ALDOT lets bids, sets timeline for I-65 widening

Published 1:57 pm Friday, December 1, 2017

By NEAL WAGNER / Managing Editor

ALABASTER – The Alabama Department of Transportation let bids on a project to widen Interstate 65 from Pelham to Alabaster on Dec. 1, and has set a timeline for the project’s completion.

The project was included in the Dec. 1 ALDOT bid letting, which was the agency’s final bid date scheduled for this year. According to ALDOT documents, the Birmingham-based Dunn Construction Company and Dothan-based Wiregrass Construction Company submitted a joint bid for the project at about $67.5 million, which was the lowest of the two bids ALDOT received for the project.

ALDOT spokeswoman Linda Crockett said the agency will review the low bid before granting final approval and allowing construction to begin. The project must be completed by July 31, 2020, according to bid documents.

Construction on widening I-65 to six lanes between Pelham and Alabaster is on the Alabama Department of Transportation’s 2018 fiscal year budget, according to ALDOT five-year-plan documents.

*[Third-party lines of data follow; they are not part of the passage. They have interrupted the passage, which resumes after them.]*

//! Error types for curve operations

use thiserror::Error;

/// Errors that can occur during group arithmetic
#[derive(Error, Debug, Clone, PartialEq, Eq)]
pub enum CurveError {
    #[error("Point is not on the curve")]
    NotOnCurve,

    #[error("Point is not in the prime-order subgroup")]
    NotInSubgroup,
}

/// Result alias for curve operations
pub type CurveResult<T> = Result<T, CurveError>;
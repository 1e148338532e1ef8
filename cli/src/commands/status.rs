//! Status Command - Show election status

use std::path::PathBuf;

use clap::Args;
use sotto_chain::{ChainEvent, EventLog};

use crate::config::{default_data_dir, SottoConfig};

/// Show election status from the event log
#[derive(Args)]
pub struct StatusCommand {}

impl StatusCommand {
    pub async fn execute(
        self,
        config_path: Option<PathBuf>,
        data_dir: Option<PathBuf>,
    ) -> anyhow::Result<()> {
        let data_dir = data_dir.unwrap_or_else(default_data_dir);
        let config = SottoConfig::resolve(config_path.as_deref(), &data_dir)?;
        let params = config.election.params();

        let log = EventLog::open(data_dir.join(&config.storage.event_log))?;
        let signups = log
            .events()
            .iter()
            .filter(|e| matches!(e, ChainEvent::Signup(_)))
            .count();
        let messages = log.len() - signups;
        let batch_size = params.message_batch_size;
        let batches = (messages + batch_size - 1) / batch_size;

        let phase = if messages > 0 {
            "voting"
        } else if signups > 0 {
            "signing up"
        } else {
            "created"
        };

        println!("Election parameters:");
        println!("  State tree depth:        {}", params.state_tree_depth);
        println!("  Message tree depth:      {}", params.message_tree_depth);
        println!("  Vote option tree depth:  {}", params.vote_option_tree_depth);
        println!("  Message batch size:      {}", params.message_batch_size);
        println!("  Vote options:            {}", params.max_vote_options);
        println!();
        println!("Event log: {}", log.path().display());
        println!("  Events:     {}", log.len());
        println!("  Signups:    {} (capacity {})", signups, params.max_signups());
        println!("  Messages:   {}", messages);
        println!("  Batches:    {}", batches);
        println!("  Next block: {}", log.next_block());
        println!();
        println!("Phase: {}", phase);
        match config.coordinator.pub_key {
            Some(key) => println!("Coordinator key: {}", key),
            None => println!("Coordinator key: not configured"),
        }

        Ok(())
    }
}
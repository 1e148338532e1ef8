//! Vote tally accumulation.
//!
//! The tally is maintained incrementally: every accepted command contributes
//! the delta between its new and previous weight (and between their squares,
//! for credits). Summed over all accepted commands the deltas telescope down
//! to the final recorded weights, so the accumulator and a recount from the
//! final vote records must agree exactly.

use serde::{Deserialize, Serialize};

use crate::validator::quadratic_cost;

/// Running per-option totals.
///
/// Entries are signed while accumulating because a batch in isolation can
/// move an option down; completed totals are never negative.
#[derive(Clone, Debug, PartialEq, Eq)]
pub struct TallyAccumulator {
    votes: Vec<i128>,
    credits: Vec<i128>,
}

impl TallyAccumulator {
    pub fn new(max_options: u64) -> Self {
        Self {
            votes: vec![0; max_options as usize],
            credits: vec![0; max_options as usize],
        }
    }

    /// Record one accepted command.
    ///
    /// Only accepted commands reach here; an accepted weight is bounded by
    /// the credit balance that paid for it, so the squared terms fit well
    /// inside `i128`.
    pub fn apply(&mut self, option: u64, prev_weight: u64, new_weight: u64) {
        let Some(slot) = self.votes.get_mut(option as usize) else {
            return;
        };
        *slot += new_weight as i128 - prev_weight as i128;
        self.credits[option as usize] +=
            quadratic_cost(new_weight) as i128 - quadratic_cost(prev_weight) as i128;
    }

    /// Fold another accumulator (typically one batch's deltas) into this one
    pub fn merge(&mut self, other: &TallyAccumulator) {
        for (mine, theirs) in self.votes.iter_mut().zip(&other.votes) {
            *mine += theirs;
        }
        for (mine, theirs) in self.credits.iter_mut().zip(&other.credits) {
            *mine += theirs;
        }
    }

    /// Snapshot the totals
    pub fn result(&self) -> TallyResult {
        TallyResult::from_totals(
            self.votes.iter().map(|v| (*v).max(0) as u128).collect(),
            self.credits.iter().map(|c| (*c).max(0) as u128).collect(),
        )
    }
}

/// Final per-option vote and credit totals.
#[derive(Clone, Debug, PartialEq, Eq, Serialize, Deserialize)]
pub struct TallyResult {
    /// Sum of vote weights per option
    pub votes: Vec<u128>,
    /// Sum of squared vote weights per option
    pub voice_credits_spent: Vec<u128>,
    pub total_votes: u128,
    pub total_voice_credits_spent: u128,
}

impl TallyResult {
    fn from_totals(votes: Vec<u128>, voice_credits_spent: Vec<u128>) -> Self {
        let total_votes = votes.iter().sum();
        let total_voice_credits_spent = voice_credits_spent.iter().sum();
        Self {
            votes,
            voice_credits_spent,
            total_votes,
            total_voice_credits_spent,
        }
    }
}

/// Recount from final vote records, one weight slice per participant.
///
/// This is the ground truth the incremental accumulator is checked against
/// when an election is sealed.
pub fn recount<'a, I>(max_options: u64, records: I) -> TallyResult
where
    I: IntoIterator<Item = &'a [u64]>,
{
    let mut votes = vec![0u128; max_options as usize];
    let mut credits = vec![0u128; max_options as usize];

    for weights in records {
        for (option, weight) in weights.iter().enumerate().take(votes.len()) {
            votes[option] += *weight as u128;
            credits[option] += quadratic_cost(*weight);
        }
    }

    TallyResult::from_totals(votes, credits)
}
//! On-chain events the engine is reconstructed from.
//!
//! Events are totally ordered by `(block, log_index)`; replaying them in
//! that order is what makes two independent reconstructions land on the
//! same roots.

use serde::{Deserialize, Serialize};
use sotto_domain::{Message, PubKey};

/// A participant registered with a key and a voice credit grant.
#[derive(Clone, Copy, Debug, PartialEq, Serialize, Deserialize)]
pub struct SignupEvent {
    pub block: u64,
    pub log_index: u64,
    pub pub_key: PubKey,
    pub voice_credits: u64,
}

/// An encrypted command was published.
#[derive(Clone, Copy, Debug, PartialEq, Serialize, Deserialize)]
pub struct MessageEvent {
    pub block: u64,
    pub log_index: u64,
    pub message: Message,
    pub enc_pub_key: PubKey,
}

#[derive(Clone, Copy, Debug, PartialEq, Serialize, Deserialize)]
#[serde(tag = "type", rename_all = "snake_case")]
pub enum ChainEvent {
    Signup(SignupEvent),
    Message(MessageEvent),
}

impl ChainEvent {
    pub fn block(&self) -> u64 {
        match self {
            ChainEvent::Signup(event) => event.block,
            ChainEvent::Message(event) => event.block,
        }
    }

    pub fn log_index(&self) -> u64 {
        match self {
            ChainEvent::Signup(event) => event.log_index,
            ChainEvent::Message(event) => event.log_index,
        }
    }

    /// Total ordering key
    pub fn key(&self) -> (u64, u64) {
        (self.block(), self.log_index())
    }
}

#[cfg(test)]
mod tests {
    use super::*;
    use sotto_curve::{BabyJubjub, PointOps};
    use sotto_domain::{Field, PrivKey};

    fn some_key() -> PubKey {
        let curve = BabyJubjub::new();
        PrivKey::from_scalar(sotto_curve::ScalarField::from(5u64)).public_key(&curve)
    }

    #[test]
    fn test_event_json_roundtrip() {
        let signup = ChainEvent::Signup(SignupEvent {
            block: 3,
            log_index: 1,
            pub_key: some_key(),
            voice_credits: 100,
        });
        let message = ChainEvent::Message(MessageEvent {
            block: 9,
            log_index: 0,
            message: Message::from_words([Field::from(7u64); sotto_domain::MESSAGE_LENGTH]),
            enc_pub_key: some_key(),
        });

        for event in [signup, message] {
            let json = serde_json::to_string(&event).unwrap();
            let back: ChainEvent = serde_json::from_str(&json).unwrap();
            assert_eq!(back, event);
        }
    }

    #[test]
    fn test_event_json_is_tagged() {
        let event = ChainEvent::Signup(SignupEvent {
            block: 1,
            log_index: 0,
            pub_key: some_key(),
            voice_credits: 42,
        });
        let json = serde_json::to_string(&event).unwrap();
        assert!(json.contains(r#""type":"signup""#));
    }

    #[test]
    fn test_ordering_key() {
        let event = ChainEvent::Message(MessageEvent {
            block: 12,
            log_index: 4,
            message: Message::from_words([Field::from(0u64); sotto_domain::MESSAGE_LENGTH]),
            enc_pub_key: some_key(),
        });
        assert_eq!(event.key(), (12, 4));
    }
}
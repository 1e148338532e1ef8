//! Init Command - Initialize a new election data directory

use std::fs;
use std::path::PathBuf;

use clap::Args;
use sotto_domain::PubKey;
use tracing::info;

use crate::config::{default_config_path, default_data_dir, SottoConfig};

/// Initialize a new election data directory
#[derive(Args)]
pub struct InitCommand {
    /// Coordinator public key recorded in the config (sottopk. string)
    #[arg(long)]
    coordinator: Option<String>,

    /// Force overwrite existing configuration
    #[arg(short, long)]
    force: bool,
}

impl InitCommand {
    pub async fn execute(self, data_dir: Option<PathBuf>) -> anyhow::Result<()> {
        let data_dir = data_dir.unwrap_or_else(default_data_dir);
        let config_path = default_config_path(&data_dir);

        info!("Initializing election data directory");
        info!("Data directory: {}", data_dir.display());

        if config_path.exists() && !self.force {
            anyhow::bail!(
                "Election already initialized at {}. Use --force to overwrite.",
                data_dir.display()
            );
        }

        if let Some(ref key) = self.coordinator {
            PubKey::deserialize(key)?;
        }

        fs::create_dir_all(&data_dir)?;

        let mut config = SottoConfig::default();
        config.coordinator.pub_key = self.coordinator;
        config.save(&config_path)?;

        info!("Configuration saved to {}", config_path.display());

        println!();
        println!("✅ Election initialized successfully!");
        println!();
        println!("Configuration: {}", config_path.display());
        println!("Data directory: {}", data_dir.display());
        println!();
        if config.coordinator.pub_key.is_none() {
            println!("No coordinator key configured yet. Generate one and record it:");
            println!("  sotto keygen");
            println!("  sotto init --force --coordinator <sottopk. key> --data-dir {}", data_dir.display());
        } else {
            println!("To record the first signup:");
            println!("  sotto signup --key <sottopk. key> --data-dir {}", data_dir.display());
        }

        Ok(())
    }
}
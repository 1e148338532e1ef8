//! Signup Command - Record a participant signup

use std::path::PathBuf;

use clap::Args;
use sotto_chain::{ChainEvent, EventLog, SignupEvent};
use sotto_domain::PubKey;
use tracing::info;

use crate::config::{default_data_dir, SottoConfig};

/// Record a participant signup on the event log
#[derive(Args)]
pub struct SignupCommand {
    /// Participant public key (sottopk. string)
    #[arg(short, long)]
    key: String,

    /// Voice credit balance granted at signup
    #[arg(long, default_value_t = 100)]
    credits: u64,
}

impl SignupCommand {
    pub async fn execute(
        self,
        config_path: Option<PathBuf>,
        data_dir: Option<PathBuf>,
    ) -> anyhow::Result<()> {
        let data_dir = data_dir.unwrap_or_else(default_data_dir);
        let config = SottoConfig::resolve(config_path.as_deref(), &data_dir)?;

        let pub_key = PubKey::deserialize(&self.key)?;

        let mut log = EventLog::open(data_dir.join(&config.storage.event_log))?;

        // The replay refuses signups once voting has begun; refuse here too so
        // the log stays replayable.
        let signups = count_signups(&log);
        if log.events().iter().any(|e| matches!(e, ChainEvent::Message(_))) {
            anyhow::bail!("voting has begun, signups are closed");
        }
        if signups >= config.election.params().max_signups() {
            anyhow::bail!(
                "state tree is full ({} signups)",
                config.election.params().max_signups()
            );
        }

        let block = log.next_block();
        log.append(ChainEvent::Signup(SignupEvent {
            block,
            log_index: 0,
            pub_key,
            voice_credits: self.credits,
        }))?;

        info!(block, credits = self.credits, "signup recorded");

        // Leaf zero is reserved, so indices start at one
        println!("Signup recorded at block {}", block);
        println!("State index: {}", signups + 1);

        Ok(())
    }
}

fn count_signups(log: &EventLog) -> usize {
    log.events()
        .iter()
        .filter(|e| matches!(e, ChainEvent::Signup(_)))
        .count()
}
//! Independent batch witness generation.
//!
//! A witness generator receives only a batch's circuit inputs and must
//! rebuild the post-batch state root from them, without peeking at the
//! engine's live trees. [`ReplayWitnessGenerator`] does exactly what the
//! real state transition circuit would: verify every inclusion witness
//! against the running root, re-derive every accept/reject decision with
//! its own copy of the coordinator key, and fold the accepted leaf updates
//! into a fresh root.

use tracing::debug;

use sotto_core::{BatchCircuitInputs, CommandValidator, Decision, LeafContext, SlotInput};
use sotto_curve::PointOps;
use sotto_domain::{decrypt, ecdh, Field, Keypair, StateLeaf};
use sotto_hash::FieldHash;

use crate::errors::{ProverError, ProverResult};

/// The quantity a batch proof ultimately certifies.
#[derive(Clone, Copy, Debug, PartialEq, Eq)]
pub struct BatchWitness {
    pub batch_index: u64,
    /// Post-batch state root, recomputed from the inputs alone
    pub new_state_root: Field,
}

/// Recomputes a batch transition from its circuit inputs.
pub trait WitnessGenerator: Send + Sync {
    fn generate(&self, inputs: &BatchCircuitInputs) -> ProverResult<BatchWitness>;
}

/// Replays a batch the way the transition circuit would.
pub struct ReplayWitnessGenerator<H, C> {
    coordinator: Keypair,
    hasher: H,
    curve: C,
}

impl<H: FieldHash, C: PointOps> ReplayWitnessGenerator<H, C> {
    pub fn new(coordinator: Keypair, hasher: H, curve: C) -> Self {
        Self {
            coordinator,
            hasher,
            curve,
        }
    }

    /// Fold one slot into the running root.
    ///
    /// Rejected and padding slots hand the root through unchanged; an
    /// accepted slot swaps the old leaf for the updated one along the same
    /// witness path.
    fn slot_root(
        &self,
        inputs: &BatchCircuitInputs,
        index: usize,
        slot: &SlotInput,
        running_root: Field,
        validator: &CommandValidator,
    ) -> ProverResult<Field> {
        let batch = inputs.batch_index;

        ensure(
            slot.leaf_witness.index == slot.target_index as usize,
            batch,
            index,
            "leaf witness opens the wrong index",
        )?;
        ensure(
            slot.leaf_witness
                .verify(slot.old_leaf.digest(&self.hasher), running_root, &self.hasher),
            batch,
            index,
            "old leaf is not in the running state root",
        )?;

        // Padding slots sit below the front of the message log
        let Some(message_witness) = &slot.message_witness else {
            ensure(
                slot.target_index == 0,
                batch,
                index,
                "padding slot must target leaf zero",
            )?;
            return Ok(running_root);
        };

        ensure(
            message_witness.verify(
                slot.message.digest(&self.hasher, &slot.enc_pub_key),
                inputs.message_root,
                &self.hasher,
            ),
            batch,
            index,
            "message is not in the accumulator",
        )?;

        let decoded = ecdh(&self.curve, &self.coordinator.priv_key, &slot.enc_pub_key)
            .and_then(|shared| decrypt(&self.hasher, &shared, &slot.message));
        let (command, signature) = match decoded {
            Ok(pair) => pair,
            Err(_) => {
                ensure(
                    slot.target_index == 0,
                    batch,
                    index,
                    "malformed slot must target leaf zero",
                )?;
                return Ok(running_root);
            }
        };

        if validator.check_state_index(command.state_index).is_some() {
            ensure(
                slot.target_index == 0,
                batch,
                index,
                "unresolvable command must target leaf zero",
            )?;
            return Ok(running_root);
        }
        ensure(
            slot.target_index == command.state_index,
            batch,
            index,
            "leaf witness does not open the command's leaf",
        )?;

        let witness_option = command
            .vote_option_index
            .min(inputs.max_vote_options - 1);
        ensure(
            slot.vote_witness.index == witness_option as usize,
            batch,
            index,
            "vote witness opens the wrong option",
        )?;
        ensure(
            slot.vote_witness.verify(
                Field::from(slot.prev_weight),
                slot.old_leaf.vote_option_tree_root,
                &self.hasher,
            ),
            batch,
            index,
            "previous weight is not in the vote option root",
        )?;

        let context = LeafContext {
            pub_key: slot.old_leaf.pub_key,
            nonce: slot.old_leaf.nonce,
            voice_credit_balance: slot.old_leaf.voice_credit_balance,
            prev_weight: slot.prev_weight,
        };
        match validator.validate(&self.curve, &self.hasher, &context, &command, &signature) {
            Decision::Reject(_) => Ok(running_root),
            Decision::Accept { new_balance } => {
                let new_vote_root = slot
                    .vote_witness
                    .fold(Field::from(command.new_vote_weight), &self.hasher);
                let new_leaf = StateLeaf {
                    pub_key: command.new_pub_key,
                    voice_credit_balance: new_balance,
                    vote_option_tree_root: new_vote_root,
                    nonce: command.nonce,
                };
                Ok(slot
                    .leaf_witness
                    .fold(new_leaf.digest(&self.hasher), &self.hasher))
            }
        }
    }
}

impl<H: FieldHash, C: PointOps> WitnessGenerator for ReplayWitnessGenerator<H, C> {
    fn generate(&self, inputs: &BatchCircuitInputs) -> ProverResult<BatchWitness> {
        if self.coordinator.pub_key != inputs.coordinator_pub_key {
            return Err(ProverError::CoordinatorMismatch);
        }

        let validator = CommandValidator::new(inputs.max_vote_options, inputs.num_signups);
        let mut running_root = inputs.old_state_root;
        for (index, slot) in inputs.slots.iter().enumerate() {
            running_root = self.slot_root(inputs, index, slot, running_root, &validator)?;
        }

        // The zero leaf swap closes every batch
        if inputs.zero_leaf_witness.index != 0 {
            return Err(ProverError::ZeroLeafInputs {
                batch_index: inputs.batch_index,
                what: "witness does not open leaf zero".into(),
            });
        }
        if !inputs.zero_leaf_witness.verify(
            inputs.old_zero_leaf.digest(&self.hasher),
            running_root,
            &self.hasher,
        ) {
            return Err(ProverError::ZeroLeafInputs {
                batch_index: inputs.batch_index,
                what: "retired leaf is not in the post-slot root".into(),
            });
        }
        running_root = inputs
            .zero_leaf_witness
            .fold(inputs.new_zero_leaf.digest(&self.hasher), &self.hasher);

        debug!(batch_index = inputs.batch_index, "batch witness recomputed");
        Ok(BatchWitness {
            batch_index: inputs.batch_index,
            new_state_root: running_root,
        })
    }
}

fn ensure(condition: bool, batch_index: u64, slot: usize, what: &str) -> ProverResult<()> {
    if condition {
        Ok(())
    } else {
        Err(ProverError::InconsistentInputs {
            batch_index,
            slot,
            what: what.into(),
        })
    }
}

About 80 percent of the project’s funding will come from federal sources, and about 20 percent will come from state and local sources.

In early May, Alabama Gov. Kay Ivey directed ALDOT Director John Cooper to widen the about three-and-a-half-mile portion of I-65 between the tank farm exit in Pelham and the Propst Promenade exit in Alabaster.

In addition to the added travel lanes, the project also will increase shoulder space along the northbound and southbound lanes “to easily allow more lanes to be added in the future,” according to Ivey. More than 93,000 vehicles travel the section of roadway each day, with more than 12,000 of those being tractor trailers, Ivey said.

The project likely will require two years to complete, at an estimated cost of between $50 million and $60 million. The chosen contractor will be notified by February 1, 2018, with construction to begin by the end of February 2018, she said.

Cooper said the project also will position the stretch of interstate to handle growing traffic demand in the future.